R.I.P. Newsman Bruce Dunning

The CBS newsman famous for his gripping 1975 report on the last flight out of Da Nang as the South Vietnamese city was falling died today. Bruce Dunning died at Manhattan’s Mount Sinai Hospital of injuries suffered in a fall. Rising from being a young reporter covering the Vietnam War for CBS, he became the network’s Asia bureau chief in 1989 and served in the post until his 2006 retirement. In 1979, he was one of the first American journalists to report from North Korea, and was CBS’ first reporter to be based in China when the Beijing Bureau opened two years later.
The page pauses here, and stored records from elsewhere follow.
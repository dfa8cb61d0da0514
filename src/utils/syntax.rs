use crate::ui::theme::Theme;
use ratatui::style::{Color as TuiColor, Style};
use ratatui::text::{Line, Span};
use std::sync::OnceLock;
use syntect::highlighting::ThemeSet;
use syntect::parsing::{SyntaxReference, SyntaxSet};

static SYNTAX_SET: OnceLock<SyntaxSet> = OnceLock::new();
static THEME_SET: OnceLock<ThemeSet> = OnceLock::new();

fn syntax_set() -> &'static SyntaxSet {
    SYNTAX_SET.get_or_init(SyntaxSet::load_defaults_newlines)
}

fn theme_set() -> &'static ThemeSet {
    THEME_SET.get_or_init(ThemeSet::load_defaults)
}

fn is_dark_background(c: &TuiColor) -> bool {
    match c {
        TuiColor::Rgb(r, g, b) => {
            let br = 0.2126 * (*r as f32) + 0.7152 * (*g as f32) + 0.0722 * (*b as f32);
            br < 128.0
        }
        TuiColor::White => false,
        _ => true,
    }
}

fn normalize_lang_hint(s: &str) -> String {
    let t = s.trim().to_ascii_lowercase();
    match t.as_str() {
        "py" | "python" => "python".into(),
        "bash" | "sh" | "zsh" | "shell" => "bash".into(),
        "js" | "javascript" | "jsx" => "javascript".into(),
        "ts" | "tsx" | "typescript" => "typescript".into(),
        "yaml" | "yml" => "yaml".into(),
        "rust" | "rs" => "rust".into(),
        "c" | "h" => "c".into(),
        "cpp" | "cc" | "cxx" | "hpp" | "hxx" | "c++" => "cpp".into(),
        "kotlin" | "kt" => "kotlin".into(),
        other => other.into(),
    }
}

fn find_syntax(lang_hint: &str) -> Option<&'static SyntaxReference> {
    let lang = normalize_lang_hint(lang_hint);
    if lang.is_empty() {
        return None;
    }
    syntax_set().find_syntax_by_token(&lang)
}

/// Whether a fenced block tagged `lang_hint` gets syntax highlighting.
pub fn is_recognized_language(lang_hint: &str) -> bool {
    find_syntax(lang_hint).is_some()
}

pub(crate) fn pick_syntect_theme_name_for_theme(theme: &Theme) -> &'static str {
    if is_dark_background(&theme.background_color) {
        "base16-ocean.dark"
    } else {
        "InspiredGitHub"
    }
}

/// Highlight `code` as `lang_hint`. Returns `None` for languages the
/// highlighter does not know, so callers can fall back to plain code.
pub fn highlight_code_block(
    lang_hint: &str,
    code: &str,
    theme: &Theme,
) -> Option<Vec<Line<'static>>> {
    let syntax = find_syntax(lang_hint)?;
    let ts = theme_set();
    let theme_name = pick_syntect_theme_name_for_theme(theme);
    let syn_theme = ts
        .themes
        .get(theme_name)
        .or_else(|| ts.themes.get("base16-ocean.dark"))?;

    let mut h = syntect::easy::HighlightLines::new(syntax, syn_theme);
    let bg = theme.md_codeblock_bg;

    let mut out: Vec<Line<'static>> = Vec::new();
    for line in syntect::util::LinesWithEndings::from(code) {
        let ranges = h.highlight_line(line, syntax_set()).ok()?;
        let mut spans: Vec<Span<'static>> = Vec::new();
        for (style, text) in ranges {
            let frag = text.strip_suffix('\n').unwrap_or(text);
            let frag = frag.strip_suffix('\r').unwrap_or(frag);
            if frag.is_empty() {
                continue;
            }
            let fg = style.foreground;
            let mut st = Style::default().fg(TuiColor::Rgb(fg.r, fg.g, fg.b));
            if let Some(bgcol) = bg {
                st = st.bg(bgcol);
            }
            spans.push(Span::styled(frag.to_string(), st));
        }
        out.push(Line::from(spans));
    }
    Some(out)
}

#[cfg(test)]
mod tests {
    use super::*;
    use ratatui::style::Color;

    #[test]
    fn normalize_lang_hint_maps_common_aliases() {
        assert_eq!(normalize_lang_hint("py"), "python");
        assert_eq!(normalize_lang_hint("JS"), "javascript");
        assert_eq!(normalize_lang_hint("yml"), "yaml");
        assert_eq!(normalize_lang_hint("hpp"), "cpp");
        assert_eq!(normalize_lang_hint("rs"), "rust");
    }

    #[test]
    fn known_and_unknown_languages() {
        assert!(is_recognized_language("rust"));
        assert!(is_recognized_language("py"));
        assert!(!is_recognized_language(""));
        assert!(!is_recognized_language("definitely-not-a-language"));
    }

    #[test]
    fn unknown_language_is_not_highlighted() {
        let theme = Theme::dark_default();
        assert!(highlight_code_block("nonsense-lang", "x = 1", &theme).is_none());
    }

    #[test]
    fn highlighted_block_keeps_one_line_per_source_line() {
        let theme = Theme::dark_default();
        let code = "fn main() {\n    println!(\"hi\");\n}\n";
        let lines = highlight_code_block("rust", code, &theme).unwrap();
        assert_eq!(lines.len(), 3);
        let first: String = lines[0].spans.iter().map(|s| s.content.as_ref()).collect();
        assert_eq!(first, "fn main() {");
        assert!(lines[0]
            .spans
            .iter()
            .all(|s| s.style.bg == theme.md_codeblock_bg));
    }

    #[test]
    fn theme_selection_matches_brightness() {
        let dark = Theme::dark_default();
        let light = Theme::light();
        assert_eq!(pick_syntect_theme_name_for_theme(&dark), "base16-ocean.dark");
        assert_eq!(pick_syntect_theme_name_for_theme(&light), "InspiredGitHub");
        assert!(is_dark_background(&Color::Black));
        assert!(!is_dark_background(&Color::Rgb(240, 240, 240)));
    }
}
//! Tracing subscriber setup.
//!
//! The full-screen UI owns the terminal, so interactive sessions log to a
//! file in the data directory. One-shot commands log to stderr.

use std::fs::{self, OpenOptions};
use std::path::PathBuf;
use std::sync::Mutex;

use tracing_subscriber::EnvFilter;

use crate::core::config::io::project_dirs;

pub const LOG_ENV: &str = "MYCELIAL_LOG";
pub const LOG_FILE_NAME: &str = "mycelial.log";

#[derive(Debug, Clone, Copy, PartialEq, Eq)]
pub enum LogTarget {
    File,
    Stderr,
}

fn env_filter() -> EnvFilter {
    EnvFilter::try_from_env(LOG_ENV).unwrap_or_else(|_| EnvFilter::new("info,hyper=warn,reqwest=warn"))
}

pub fn log_file_path() -> Option<PathBuf> {
    let dirs = project_dirs().ok()?;
    Some(dirs.data_dir().join(LOG_FILE_NAME))
}

/// Install the global subscriber. Returns the log file path when logging to
/// a file. Falls back to stderr if the file cannot be opened.
pub fn init(target: LogTarget) -> Option<PathBuf> {
    if target == LogTarget::File {
        if let Some(path) = log_file_path() {
            let opened = path
                .parent()
                .map_or(Ok(()), fs::create_dir_all)
                .and_then(|_| OpenOptions::new().create(true).append(true).open(&path));
            if let Ok(file) = opened {
                let installed = tracing_subscriber::fmt()
                    .with_env_filter(env_filter())
                    .with_writer(Mutex::new(file))
                    .with_ansi(false)
                    .with_target(false)
                    .try_init()
                    .is_ok();
                if installed {
                    tracing::info!(path = %path.display(), "Logging to file");
                }
                return Some(path);
            }
        }
    }

    let _ = tracing_subscriber::fmt()
        .with_env_filter(env_filter())
        .with_writer(std::io::stderr)
        .with_target(false)
        .compact()
        .try_init();
    None
}
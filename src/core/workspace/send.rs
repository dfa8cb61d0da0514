use tracing::{debug, warn};

use super::{SendError, StoreError, ThreadRef, WorkspaceStore};
use crate::api::ChatMessage;
use crate::core::completion::{CompletionBackend, CompletionRequest};
use crate::core::config::GlobalSettings;
use crate::core::message::{Message, Role};

/// A validated submission waiting on the completion backend.
///
/// Nothing has been written to the thread yet; the user message is only
/// committed together with the reply in [`WorkspaceStore::complete_send`].
#[derive(Debug, Clone)]
pub struct PendingSend {
    pub thread_ref: ThreadRef,
    pub user_message: Message,
    pub api_key: String,
    pub request: CompletionRequest,
}

impl WorkspaceStore {
    /// Build the outgoing request for `content` on the given thread.
    ///
    /// The message list is the resolved system prompt, then the thread's
    /// history, then the new user message. Model and temperature come from
    /// the workspace when set and from `settings` otherwise.
    pub fn prepare_send(
        &self,
        thread_ref: &ThreadRef,
        content: &str,
        system_prompt: &str,
        settings: &GlobalSettings,
        api_key: &str,
    ) -> Result<PendingSend, StoreError> {
        let content = content.trim();
        if content.is_empty() {
            return Err(StoreError::EmptyMessage);
        }

        let workspace = self.workspace(&thread_ref.workspace_id)?;
        let thread = self.thread(thread_ref)?;
        let ws_settings = &workspace.settings;

        let mut messages = Vec::with_capacity(thread.messages.len() + 2);
        messages.push(ChatMessage::new(Role::System, system_prompt));
        messages.extend(
            thread
                .messages
                .iter()
                .map(|m| ChatMessage::new(m.role, m.content.clone())),
        );
        messages.push(ChatMessage::new(Role::User, content));

        let model = ws_settings
            .selected_model_id
            .clone()
            .filter(|m| !m.trim().is_empty())
            .unwrap_or_else(|| settings.default_model().to_string());
        let temperature = ws_settings
            .temperature
            .unwrap_or_else(|| settings.temperature());
        let knowledge_context = if ws_settings.include_knowledge_in_prompt == Some(false) {
            None
        } else {
            Some(self.knowledge_context(&workspace.id)?).filter(|ctx| !ctx.is_empty())
        };
        let api_key = ws_settings
            .api_key
            .as_deref()
            .map(str::trim)
            .filter(|k| !k.is_empty())
            .unwrap_or(api_key)
            .to_string();

        Ok(PendingSend {
            thread_ref: thread_ref.clone(),
            user_message: Message::user(thread.id.clone(), content),
            api_key,
            request: CompletionRequest {
                model,
                messages,
                temperature,
                knowledge_context,
            },
        })
    }

    /// Commit the user message and the assistant reply to the thread.
    pub fn complete_send(
        &mut self,
        pending: PendingSend,
        reply: String,
    ) -> Result<&Message, StoreError> {
        let thread_ref = pending.thread_ref;
        let assistant = Message::assistant(thread_ref.thread_id.clone(), reply);
        self.append_messages(&thread_ref, [pending.user_message, assistant])?;
        let thread = self.thread(&thread_ref)?;
        thread
            .messages
            .last()
            .ok_or_else(|| StoreError::ThreadNotFound(thread_ref.thread_id.clone()))
    }

    /// Prepare, call the backend and commit in one step. A failed call leaves
    /// the thread untouched.
    pub async fn send_message(
        &mut self,
        backend: &dyn CompletionBackend,
        thread_ref: &ThreadRef,
        content: &str,
        system_prompt: &str,
        settings: &GlobalSettings,
        api_key: &str,
    ) -> Result<&Message, SendError> {
        let pending = self.prepare_send(thread_ref, content, system_prompt, settings, api_key)?;
        debug!(
            workspace_id = %thread_ref.workspace_id,
            thread_id = %thread_ref.thread_id,
            model = %pending.request.model,
            "Submitting message"
        );
        let reply = match backend
            .complete(&pending.api_key, pending.request.clone())
            .await
        {
            Ok(reply) => reply,
            Err(err) => {
                warn!(error = %err, "Completion failed");
                return Err(err.into());
            }
        };
        Ok(self.complete_send(pending, reply)?)
    }
}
But Dunning is best remembered for his riveting report on the last flight out from Da Nang in March 1975. As he narrated the scene, the camera showed hordes of desperate refugees dashing across the airport’s outskirts and tarmac before many stormed the plane. The World Airways flight had been intended to rescue women and children; instead, it was boarded most by military deserters in a wildly chaotic scene. Watch his report “Back From Da Nang” after the jump.Dunning summed it up best in midreport one voice-over: “As calm fell over the smug men who had managed to fight off friends and relatives to get on, the hardworking flight crew took a count: 268 people were on board; among them five women and two or three small children. The rest were some of the men who President Thieu said would defend Da Nang.” Dunning’s report won awards at the time and recently was named to Columbia University Journalism School’s 100 Great Stories list.